» **THE PROBLEM**: Each line of the data below holding the word "SchemaUnavailable" must be copied.
### RAW DATA ###
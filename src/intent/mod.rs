//! Natural-language question parsing.
//!
//! [`IntentParser`] turns free text into a [`ParsedQuery`] by running the
//! rule cascade in [`rules`] over the output of a [`TextAnalyzer`].
//!
//! ```text
//! "how many azure updates"
//!        │ lowercase + analyze
//!        ▼
//!   tokens, lemmas, entities
//!        │ CASCADE (guard → effect, in order)
//!        ▼
//!   QueryDraft ──finish──▶ ParsedQuery
//! ```

pub mod query;
pub mod rules;

use std::sync::Arc;

use serde::{Deserialize, Serialize};
use thiserror::Error;

use crate::catalog::Table;
use crate::nlp::{GazetteerAnalyzer, TextAnalyzer, DEFAULT_ORGANIZATIONS};

pub use query::{
    AggregateKind, Aggregation, Filter, FilterOperator, Intent, OrderBy, ParsedQuery,
    SortDirection,
};
use rules::{run_cascade, ParseContext};

/// Error produced by the parser.
///
/// Ambiguous questions are not errors: they fall back to
/// [`Intent::FindData`].
#[derive(Debug, Error)]
pub enum ParseError {
    #[error("schema for table '{table}' is unavailable: {reason}")]
    SchemaUnavailable { table: String, reason: String },
}

/// Column names and word lists the cascade works with.
#[derive(Debug, Clone, PartialEq, Eq, Serialize, Deserialize)]
#[serde(default)]
pub struct ParserOptions {
    /// Column holding the cloud provider.
    pub provider_column: String,
    /// Column holding the product or service name.
    pub product_column: String,
    /// Projection used when no rule matched.
    pub default_select_columns: Vec<String>,
    /// Provider names recognized as plain substrings, in priority order.
    pub provider_keywords: Vec<String>,
    /// LIMIT used by the generic "most updates" rule.
    pub most_frequent_limit: u64,
    /// Lemmas that make "top N" group by the product column.
    pub entity_words: Vec<String>,
}

impl Default for ParserOptions {
    fn default() -> Self {
        Self {
            provider_column: "provider".into(),
            product_column: "product_name".into(),
            default_select_columns: vec![
                "title".into(),
                "provider".into(),
                "product_name".into(),
                "published_date".into(),
            ],
            provider_keywords: vec!["aws".into(), "azure".into()],
            most_frequent_limit: 5,
            entity_words: vec!["service".into(), "product".into()],
        }
    }
}

/// Rule-based question parser bound to one catalog table.
#[derive(Debug, Clone)]
pub struct IntentParser {
    table: Arc<Table>,
    analyzer: Arc<dyn TextAnalyzer>,
    options: ParserOptions,
}

impl IntentParser {
    pub fn new(table: Arc<Table>, analyzer: Arc<dyn TextAnalyzer>, options: ParserOptions) -> Self {
        Self {
            table,
            analyzer,
            options,
        }
    }

    /// Parser using a gazetteer built from the table's example values.
    pub fn with_gazetteer(table: Arc<Table>, options: ParserOptions) -> Self {
        let analyzer = GazetteerAnalyzer::from_table(&table, DEFAULT_ORGANIZATIONS);
        Self::new(table, Arc::new(analyzer), options)
    }

    pub fn table(&self) -> &Table {
        &self.table
    }

    pub fn options(&self) -> &ParserOptions {
        &self.options
    }

    /// Parse a question.
    pub fn parse(&self, text: &str) -> Result<ParsedQuery, ParseError> {
        self.check_schema()?;

        let lowered = text.to_lowercase();
        let analysis = self.analyzer.analyze(&lowered);
        let ctx = ParseContext {
            text: &lowered,
            analysis: &analysis,
            table: &self.table,
            options: &self.options,
        };

        let query = run_cascade(&ctx).finish(&self.table.name);
        tracing::debug!(
            intent = %query.intent,
            filters = query.filters.len(),
            "parsed question"
        );
        Ok(query)
    }

    fn check_schema(&self) -> Result<(), ParseError> {
        let unavailable = |reason: &str| ParseError::SchemaUnavailable {
            table: self.table.name.clone(),
            reason: reason.to_string(),
        };

        if self.table.name.is_empty() {
            return Err(unavailable("table has no name"));
        }
        if self.table.columns.is_empty() {
            return Err(unavailable("table has no columns"));
        }
        Ok(())
    }
}
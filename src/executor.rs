//! Executing compiled statements.
//!
//! [`SqlExecutor`] is the seam between the compiler and a database. The
//! bundled [`SqliteExecutor`] binds [`CompiledSql::parameters`] positionally
//! and returns rows as JSON objects keyed by column name.

use std::path::Path;

use rusqlite::types::{ToSqlOutput, ValueRef};
use rusqlite::{params_from_iter, Connection, ToSql};
use serde::Serialize;
use serde_json::{Map, Value};

use crate::compile::{CompiledSql, SqlValue};

/// Errors that can occur while executing a statement.
#[derive(Debug, thiserror::Error)]
pub enum ExecutorError {
    #[error("SQLite error: {0}")]
    Sqlite(#[from] rusqlite::Error),

    #[error("JSON serialization error: {0}")]
    Json(#[from] serde_json::Error),

    #[error("statement expects {expected} parameters, {actual} were given")]
    ParameterCount { expected: usize, actual: usize },
}

pub type ExecutorResult<T> = Result<T, ExecutorError>;

/// Result rows of one statement.
#[derive(Debug, Clone, Default, PartialEq, Serialize)]
pub struct QueryRows {
    /// Column names in projection order.
    pub columns: Vec<String>,
    pub rows: Vec<Map<String, Value>>,
}

impl QueryRows {
    pub fn len(&self) -> usize {
        self.rows.len()
    }

    pub fn is_empty(&self) -> bool {
        self.rows.is_empty()
    }
}

/// Anything that can run a [`CompiledSql`].
pub trait SqlExecutor {
    fn execute(&self, sql: &CompiledSql) -> ExecutorResult<QueryRows>;
}

/// Success/failure envelope for callers that report errors as data.
#[derive(Debug, Clone, PartialEq, Serialize)]
pub struct QueryOutcome {
    pub success: bool,
    pub data: Vec<Map<String, Value>>,
    pub error: Option<String>,
}

impl From<ExecutorResult<QueryRows>> for QueryOutcome {
    fn from(result: ExecutorResult<QueryRows>) -> Self {
        match result {
            Ok(rows) => Self {
                success: true,
                data: rows.rows,
                error: None,
            },
            Err(e) => Self {
                success: false,
                data: Vec::new(),
                error: Some(e.to_string()),
            },
        }
    }
}

impl ToSql for SqlValue {
    fn to_sql(&self) -> rusqlite::Result<ToSqlOutput<'_>> {
        Ok(match self {
            SqlValue::Integer(n) => ToSqlOutput::from(*n),
            SqlValue::Text(s) => ToSqlOutput::from(s.as_str()),
        })
    }
}

/// SQLite-backed executor.
pub struct SqliteExecutor {
    conn: Connection,
}

impl SqliteExecutor {
    /// Open a database file.
    pub fn open(path: impl AsRef<Path>) -> ExecutorResult<Self> {
        let conn = Connection::open(path)?;
        Ok(Self { conn })
    }

    /// Open an in-memory database (for testing).
    pub fn open_in_memory() -> ExecutorResult<Self> {
        let conn = Connection::open_in_memory()?;
        Ok(Self { conn })
    }

    pub fn from_connection(conn: Connection) -> Self {
        Self { conn }
    }

    /// Direct access to the connection, e.g. to load fixtures.
    pub fn connection(&self) -> &Connection {
        &self.conn
    }
}

impl SqlExecutor for SqliteExecutor {
    fn execute(&self, sql: &CompiledSql) -> ExecutorResult<QueryRows> {
        let mut stmt = self.conn.prepare(&sql.statement)?;

        let expected = stmt.parameter_count();
        if expected != sql.parameters.len() {
            return Err(ExecutorError::ParameterCount {
                expected,
                actual: sql.parameters.len(),
            });
        }

        let columns: Vec<String> = stmt.column_names().into_iter().map(String::from).collect();
        let mut rows = stmt.query(params_from_iter(sql.parameters.iter()))?;

        let mut out = Vec::new();
        while let Some(row) = rows.next()? {
            let mut object = Map::new();
            for (i, name) in columns.iter().enumerate() {
                object.insert(name.clone(), json_value(row.get_ref(i)?));
            }
            out.push(object);
        }

        tracing::debug!(rows = out.len(), "executed statement");
        Ok(QueryRows { columns, rows: out })
    }
}

fn json_value(value: ValueRef<'_>) -> Value {
    match value {
        ValueRef::Null => Value::Null,
        ValueRef::Integer(n) => Value::from(n),
        ValueRef::Real(f) => serde_json::Number::from_f64(f)
            .map(Value::Number)
            .unwrap_or(Value::Null),
        ValueRef::Text(bytes) => Value::String(String::from_utf8_lossy(bytes).into_owned()),
        ValueRef::Blob(bytes) => Value::Array(bytes.iter().map(|b| Value::from(*b)).collect()),
    }
}
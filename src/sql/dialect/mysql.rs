//! MySQL SQL dialect.
//!
//! MySQL differences from ANSI:
//! - Backtick identifier quoting (`` `name` ``)
//! - `?` parameter markers

use super::helpers;
use super::SqlDialect;

/// MySQL SQL dialect.
#[derive(Debug, Clone, Copy)]
pub struct MySql;

impl SqlDialect for MySql {
    fn name(&self) -> &'static str {
        "mysql"
    }

    fn quote_identifier(&self, ident: &str) -> String {
        helpers::quote_backtick(ident)
    }

    fn placeholder(&self, index: usize) -> String {
        helpers::placeholder_question(index)
    }
}
//! # nlquery
//!
//! Turns plain-English questions about a catalog of cloud provider updates
//! into parameterized SQL.
//!
//! ## Architecture
//!
//! ```text
//! ┌─────────────────────────────────────────────────────────┐
//! │           Schema Catalog (.toml / .json)                 │
//! │  (one table: columns, types, primary key, examples)     │
//! └─────────────────────────────────────────────────────────┘
//!                          │
//!                          ▼ [catalog loader]
//! ┌─────────────────────────────────────────────────────────┐
//! │   question ──▶ Intent Parser (rule cascade + NER)        │
//! └─────────────────────────────────────────────────────────┘
//!                          │
//!                          ▼ ParsedQuery
//! ┌─────────────────────────────────────────────────────────┐
//! │   SQL Compiler (sql builder, dialects, placeholders)     │
//! └─────────────────────────────────────────────────────────┘
//!                          │
//!                          ▼ CompiledSql { statement, parameters }
//! ┌─────────────────────────────────────────────────────────┐
//! │                 SqlExecutor (SQLite)                     │
//! └─────────────────────────────────────────────────────────┘
//! ```
//!
//! [`engine::QueryEngine`] wires the stages together.

pub mod catalog;
pub mod compile;
pub mod config;
pub mod engine;
pub mod executor;
pub mod intent;
pub mod nlp;
pub mod sql;

/// Re-exports for convenient usage.
pub mod prelude {
    pub use crate::catalog::{Column, DataType, SchemaError, Table};
    pub use crate::compile::{CompileError, CompileOptions, CompiledSql, SqlCompiler, SqlValue};
    pub use crate::config::Settings;
    pub use crate::engine::{EngineError, QueryEngine, Translation};
    pub use crate::executor::{QueryOutcome, QueryRows, SqlExecutor, SqliteExecutor};
    pub use crate::intent::{
        AggregateKind, Aggregation, Filter, FilterOperator, Intent, IntentParser, OrderBy,
        ParseError, ParsedQuery, ParserOptions, SortDirection,
    };
    pub use crate::sql::Dialect;
}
###
» **OUTPUT OF THE EXERCISE**:
    SchemaUnavailable { table: String, reason: String },
        let unavailable = |reason: &str| ParseError::SchemaUnavailable {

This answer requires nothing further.